Quando se está com determinada forma de depressão, com prejuízo de atenção, raciocínio e concentração, fica difícil aproveitar a terapia.
E como saber a quantidade do medicamento?
São anos e anos de pesquisas para descobrir a faixa terapêutica de cada medicamento.
É na base de teste?
Não é como se fosse tratar de cobaias. Seguimos padrões de diagnósticos, construímos uma hipótese. E indicamos um tratamento: psicanálise, psicoterapia de família, antidepressivo, eletrochoque. Usamos todo o conhecimento disponível para ajudar as pessoas. Essa é a história da medicina.
Psiquiatra é caro?
Se estiver falando de uma consulta de alguém de classe média alta no Rio e em São Paulo, por 40 minutos, num consultório particular, com hora marcada, com direito a cafezinho, é caro. Mas isso não tem a ver com modelo de assistência em saúde pública, que é muito barato: custa R$ 10 uma consulta pelo SUS no HC.

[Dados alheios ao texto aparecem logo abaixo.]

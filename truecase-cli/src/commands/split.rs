//! Command to split a path into directory and file name.

use crate::error::CliError;
use crate::utils::{load_configuration, GlobalOptions};
use clap::Args;
use truecase::path::split::{directory_part, file_name_part};

/// Print the directory part, then the file name part, on separate lines.
#[derive(Args)]
pub struct SplitCommand {
    /// Path to split
    #[arg(value_name = "PATH")]
    pub path: String,
}

impl SplitCommand {
    pub fn execute(self, global: &GlobalOptions) -> Result<(), CliError> {
        let config = load_configuration(global)?;
        let sep = config.convention();

        let directory = directory_part(&self.path, sep)?;
        let file_name = file_name_part(&self.path, sep)?;

        println!("{directory}");
        println!("{file_name}");
        Ok(())
    }
}
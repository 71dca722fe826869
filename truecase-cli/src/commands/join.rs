//! Command to join a child name onto a base path.

use crate::error::CliError;
use crate::utils::{load_configuration, GlobalOptions};
use clap::Args;
use truecase::path::normalize::join_path;

/// Join a child name onto a base path.
///
/// The result is normalized, ends with a separator, and is truncated to the
/// configured capacity.
#[derive(Args)]
pub struct JoinCommand {
    /// Base path
    #[arg(value_name = "BASE")]
    pub base: String,

    /// Name to append
    #[arg(value_name = "CHILD")]
    pub child: String,
}

impl JoinCommand {
    pub fn execute(self, global: &GlobalOptions) -> Result<(), CliError> {
        let config = load_configuration(global)?;

        let joined = join_path(
            &self.base,
            &self.child,
            config.capacity_or_default(),
            config.convention(),
        );

        println!("{joined}");
        Ok(())
    }
}
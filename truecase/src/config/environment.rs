//! Environment variable handling for configuration overrides.
//!
//! This module provides support for `TRUECASE_*` environment variables that
//! override configuration file values.

use crate::config::schema::{Config, SeparatorStyle};
use crate::error::{Error, Result};
use std::env;
use std::path::PathBuf;

/// Overrides the separator style.
pub const SEPARATOR_ENV: &str = "TRUECASE_SEPARATOR";
/// Overrides the result capacity.
pub const CAPACITY_ENV: &str = "TRUECASE_CAPACITY";
/// Overrides the base directory.
pub const BASE_DIR_ENV: &str = "TRUECASE_BASE_DIR";

/// Handles environment variable overrides for configuration.
///
/// # Examples
///
/// ```no_run
/// use truecase::config::{Config, EnvironmentConfig};
///
/// let mut config = Config::default();
/// EnvironmentConfig::apply_overrides(&mut config).unwrap();
/// ```
pub struct EnvironmentConfig;

impl EnvironmentConfig {
    /// Apply environment variable overrides to config.
    ///
    /// Empty values are treated as unset.
    ///
    /// # Errors
    ///
    /// Returns a validation error if a value cannot be parsed.
    pub fn apply_overrides(config: &mut Config) -> Result<()> {
        if let Some(style) = Self::var(SEPARATOR_ENV) {
            config.separator =
                Some(SeparatorStyle::parse(&style).map_err(|message| Error::Validation {
                    field: SEPARATOR_ENV.into(),
                    message,
                })?);
        }

        if let Some(capacity) = Self::var(CAPACITY_ENV) {
            config.capacity = Some(capacity.parse().map_err(|_| Error::Validation {
                field: CAPACITY_ENV.into(),
                message: "Must be a positive integer".into(),
            })?);
        }

        if let Some(base_dir) = Self::var(BASE_DIR_ENV) {
            config.base_dir = Some(PathBuf::from(base_dir));
        }

        Ok(())
    }

    fn var(name: &str) -> Option<String> {
        env::var(name).ok().filter(|value| !value.is_empty())
    }
}
//! Splitting paths into components.
//!
//! Tokenization works on paths that have already been normalized to one
//! separator convention: only the primary separator delimits components.
//! A run of separators counts as a single boundary, so no component is ever
//! empty. The current-directory marker `"."` is kept as a component of its
//! own; the resolver decides what to do with it.

use crate::path::separator::SeparatorConvention;

/// The current-directory marker.
pub const CURRENT_DIR: &str = ".";

/// Iterate over the non-empty components of `path`, borrowing from it.
///
/// # Examples
///
/// ```
/// use truecase::path::tokenize::components;
/// use truecase::path::SeparatorConvention;
///
/// let parts: Vec<&str> = components("//maps///office.map", SeparatorConvention::unix()).collect();
/// assert_eq!(parts, ["maps", "office.map"]);
/// ```
pub fn components(path: &str, sep: SeparatorConvention) -> impl Iterator<Item = &str> {
    path.split(sep.primary()).filter(|part| !part.is_empty())
}

/// Split `path` into its ordered, non-empty components.
///
/// Empty input and input made only of separators both yield no components.
///
/// # Examples
///
/// ```
/// use truecase::path::tokenize::tokenize;
/// use truecase::path::SeparatorConvention;
///
/// let sep = SeparatorConvention::unix();
/// assert_eq!(tokenize("./a/b", sep), [".", "a", "b"]);
/// assert!(tokenize("", sep).is_empty());
/// assert!(tokenize("/", sep).is_empty());
/// ```
#[must_use]
pub fn tokenize(path: &str, sep: SeparatorConvention) -> Vec<String> {
    components(path, sep).map(str::to_string).collect()
}

#[cfg(test)]
mod tests {
    use super::*;

    const UNIX: SeparatorConvention = SeparatorConvention::unix();
    const WINDOWS: SeparatorConvention = SeparatorConvention::windows();

    #[test]
    fn test_tokenize_empty() {
        assert!(tokenize("", UNIX).is_empty());
    }

    #[test]
    fn test_tokenize_only_separators() {
        assert!(tokenize("/", UNIX).is_empty());
        assert!(tokenize("////", UNIX).is_empty());
        assert!(tokenize("\\\\", WINDOWS).is_empty());
    }

    #[test]
    fn test_tokenize_keeps_leading_dot() {
        assert_eq!(tokenize("./a/b", UNIX), [".", "a", "b"]);
        assert_eq!(tokenize(".", UNIX), ["."]);
    }

    #[test]
    fn test_tokenize_keeps_inner_dot() {
        assert_eq!(tokenize("a/./b", UNIX), ["a", ".", "b"]);
    }

    #[test]
    fn test_tokenize_collapses_separator_runs() {
        assert_eq!(tokenize("/a//b///c/", UNIX), ["a", "b", "c"]);
    }

    #[test]
    fn test_tokenize_only_splits_on_primary() {
        // Callers normalize first; an unnormalized alternate stays inside a component.
        assert_eq!(tokenize("a\\b/c", UNIX), ["a\\b", "c"]);
        assert_eq!(tokenize("a\\b/c", WINDOWS), ["a", "b/c"]);
    }

    #[test]
    fn test_components_borrow() {
        let path = String::from("maps/Office.map");
        let parts: Vec<&str> = components(&path, UNIX).collect();
        assert_eq!(parts, ["maps", "Office.map"]);
    }

    // Property-based tests
    mod property_tests {
        use super::*;
        use proptest::prelude::*;

        fn parts_strategy() -> impl Strategy<Value = Vec<String>> {
            prop::collection::vec("[a-zA-Z0-9_.-]{1,12}", 0..8)
        }

        proptest! {
            /// Re-joining the components reproduces a single-separator path
            #[test]
            fn tokenize_round_trip(parts in parts_strategy()) {
                let path = parts.join("/");
                prop_assert_eq!(tokenize(&path, UNIX), parts);
            }

            /// Separator runs collapse to one boundary
            #[test]
            fn tokenize_collapses_runs(parts in parts_strategy(), run in 1..5usize) {
                let glue = "/".repeat(run);
                let path = format!("{glue}{}{glue}", parts.join(&glue));
                prop_assert_eq!(tokenize(&path, UNIX), parts);
            }

            /// No component is ever empty or contains the separator
            #[test]
            fn tokenize_components_well_formed(s in "[a-z/]{0,40}") {
                for part in tokenize(&s, UNIX) {
                    prop_assert!(!part.is_empty());
                    prop_assert!(!part.contains('/'));
                }
            }
        }
    }
}
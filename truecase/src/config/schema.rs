//! Configuration schema definitions.
//!
//! This module defines the configuration structure for truecase: the
//! separator convention, the default result capacity, and the directory
//! requests are resolved against.

use crate::path::{SeparatorConvention, DEFAULT_CAPACITY};
use serde::{Deserialize, Serialize};
use std::path::PathBuf;

/// Complete configuration structure.
///
/// Every field is optional so that configurations from several sources can
/// be layered on top of each other.
///
/// # Examples
///
/// ```
/// use truecase::config::{Config, SeparatorStyle};
///
/// let config = Config {
///     separator: Some(SeparatorStyle::Windows),
///     capacity: Some(260),
///     ..Default::default()
/// };
/// assert_eq!(config.capacity_or_default(), 260);
/// assert_eq!(config.convention().primary(), '\\');
/// ```
#[derive(Debug, Clone, Deserialize, Serialize, Default, PartialEq, Eq)]
#[serde(deny_unknown_fields)]
pub struct Config {
    /// Separator convention for requests and results.
    pub separator: Option<SeparatorStyle>,

    /// Maximum length of a resolved path, in bytes.
    pub capacity: Option<usize>,

    /// Directory requests are resolved against.
    pub base_dir: Option<PathBuf>,
}

impl Config {
    /// The separator convention this configuration selects.
    ///
    /// Falls back to the platform convention when no style is set.
    #[must_use]
    pub fn convention(&self) -> SeparatorConvention {
        self.separator.unwrap_or_default().convention()
    }

    /// The configured capacity, or [`DEFAULT_CAPACITY`].
    #[must_use]
    pub fn capacity_or_default(&self) -> usize {
        self.capacity.unwrap_or(DEFAULT_CAPACITY)
    }
}

/// Named separator conventions accepted in configuration.
///
/// # Examples
///
/// ```
/// use truecase::config::SeparatorStyle;
///
/// assert_eq!(SeparatorStyle::parse("UNIX").unwrap(), SeparatorStyle::Unix);
/// assert!(SeparatorStyle::parse("mac").is_err());
/// ```
#[derive(Debug, Clone, Copy, Default, Deserialize, Serialize, PartialEq, Eq)]
#[serde(rename_all = "lowercase")]
pub enum SeparatorStyle {
    /// Whatever the running platform uses.
    #[default]
    Platform,
    /// `/` primary, `\` alternate.
    Unix,
    /// `\` primary, `/` alternate.
    Windows,
}

impl SeparatorStyle {
    /// Parses a style name (case-insensitive).
    ///
    /// # Errors
    ///
    /// Returns an error if the name is not one of `platform`, `unix` or
    /// `windows`.
    pub fn parse(s: &str) -> Result<Self, String> {
        match s.to_lowercase().as_str() {
            "platform" => Ok(Self::Platform),
            "unix" => Ok(Self::Unix),
            "windows" => Ok(Self::Windows),
            _ => Err(format!("invalid separator style: {s}")),
        }
    }

    /// The convention this style names.
    #[must_use]
    pub const fn convention(self) -> SeparatorConvention {
        match self {
            Self::Platform => SeparatorConvention::platform(),
            Self::Unix => SeparatorConvention::unix(),
            Self::Windows => SeparatorConvention::windows(),
        }
    }
}

impl std::fmt::Display for SeparatorStyle {
    fn fmt(&self, f: &mut std::fmt::Formatter<'_>) -> std::fmt::Result {
        match self {
            Self::Platform => write!(f, "platform"),
            Self::Unix => write!(f, "unix"),
            Self::Windows => write!(f, "windows"),
        }
    }
}
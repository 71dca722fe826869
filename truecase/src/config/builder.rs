//! Layered configuration assembly.

use crate::config::environment::EnvironmentConfig;
use crate::config::loader::ConfigLoader;
use crate::config::merger::ConfigMerger;
use crate::config::schema::Config;
use crate::config::validator::ConfigValidator;
use crate::error::{Error, Result};
use std::path::{Path, PathBuf};

/// Builds a [`Config`] from files, the environment and explicit overrides.
///
/// # Examples
///
/// ```
/// use truecase::config::{Config, ConfigBuilder};
///
/// let config = ConfigBuilder::new()
///     .skip_files()
///     .skip_env()
///     .with_config(Config { capacity: Some(64), ..Default::default() })
///     .build()
///     .unwrap();
/// assert_eq!(config.capacity_or_default(), 64);
/// ```
#[derive(Debug, Default)]
pub struct ConfigBuilder {
    working_dir: Option<PathBuf>,
    user_dir: Option<PathBuf>,
    skip_files: bool,
    skip_env: bool,
    overrides: Option<Config>,
}

impl ConfigBuilder {
    /// Create a builder that reads every source.
    #[must_use]
    pub fn new() -> Self {
        Self::default()
    }

    /// Directory project configuration discovery starts from.
    ///
    /// Defaults to the current working directory.
    #[must_use]
    pub fn with_working_dir(mut self, dir: &Path) -> Self {
        self.working_dir = Some(dir.to_path_buf());
        self
    }

    /// Directory holding the user `config.yaml`, instead of `~/.truecase`.
    #[must_use]
    pub fn with_user_dir(mut self, dir: &Path) -> Self {
        self.user_dir = Some(dir.to_path_buf());
        self
    }

    /// Do not read configuration files.
    #[must_use]
    pub fn skip_files(mut self) -> Self {
        self.skip_files = true;
        self
    }

    /// Do not read `TRUECASE_*` environment variables.
    #[must_use]
    pub fn skip_env(mut self) -> Self {
        self.skip_env = true;
        self
    }

    /// Programmatic overrides, applied above every other source.
    #[must_use]
    pub fn with_config(mut self, config: Config) -> Self {
        self.overrides = Some(config);
        self
    }

    /// Merge and validate the configuration.
    ///
    /// # Errors
    ///
    /// Returns an error if a file cannot be read or parsed, an environment
    /// variable is malformed, or the merged result fails validation.
    pub fn build(self) -> Result<Config> {
        let mut config = if self.skip_files {
            Config::default()
        } else {
            let working_dir = working_dir_or(self.working_dir, std::env::current_dir)?;
            ConfigMerger::merge(ConfigLoader::load_all(
                &working_dir,
                self.user_dir.as_deref(),
            )?)
        };

        if !self.skip_env {
            EnvironmentConfig::apply_overrides(&mut config)?;
        }

        if let Some(ref overrides) = self.overrides {
            ConfigMerger::merge_into(&mut config, overrides);
        }

        ConfigValidator::validate(&config)?;
        Ok(config)
    }
}

/// The explicit working directory, else the one `current_dir` reports.
fn working_dir_or(
    explicit: Option<PathBuf>,
    current_dir: impl FnOnce() -> std::io::Result<PathBuf>,
) -> Result<PathBuf> {
    match explicit {
        Some(dir) => Ok(dir),
        None => current_dir().map_err(|e| Error::Validation {
            field: "working_dir".to_string(),
            message: format!("cannot determine the current directory: {e}"),
        }),
    }
}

Pode explicar o que é a síndrome de burn out?
O burn out é um esgotamento. Significa que você queimou todas as suas reservas.
Está muito frequente entre empresárias…
As mulheres estão pagando um preço grande por virar homem: fumar, trabalhar muito, carregar peso, coisas assim. O organismo não foi feito para isso. A Marta (jogadora de futebol) é muito melhor do que eu em qualquer esporte, mas ela paga caro por isso.
A felicidade é química?
Não. É biológica. Você já viu alguma pedra feliz?
Os psiquiatras têm problemas mentais?
Não, imagina! Quando entramos na faculdade de medicina a gente toma uma pilulazinha da felicidade e da saúde mental e nunca mais acontece nada com a gente. (risos)
Os psiquiatras, então, se tratam como seus pacientes?
Não deveriam. Mas espero que reconheçam em si mesmos algumas das coisas que eles são treinados para reconhecer nos outros.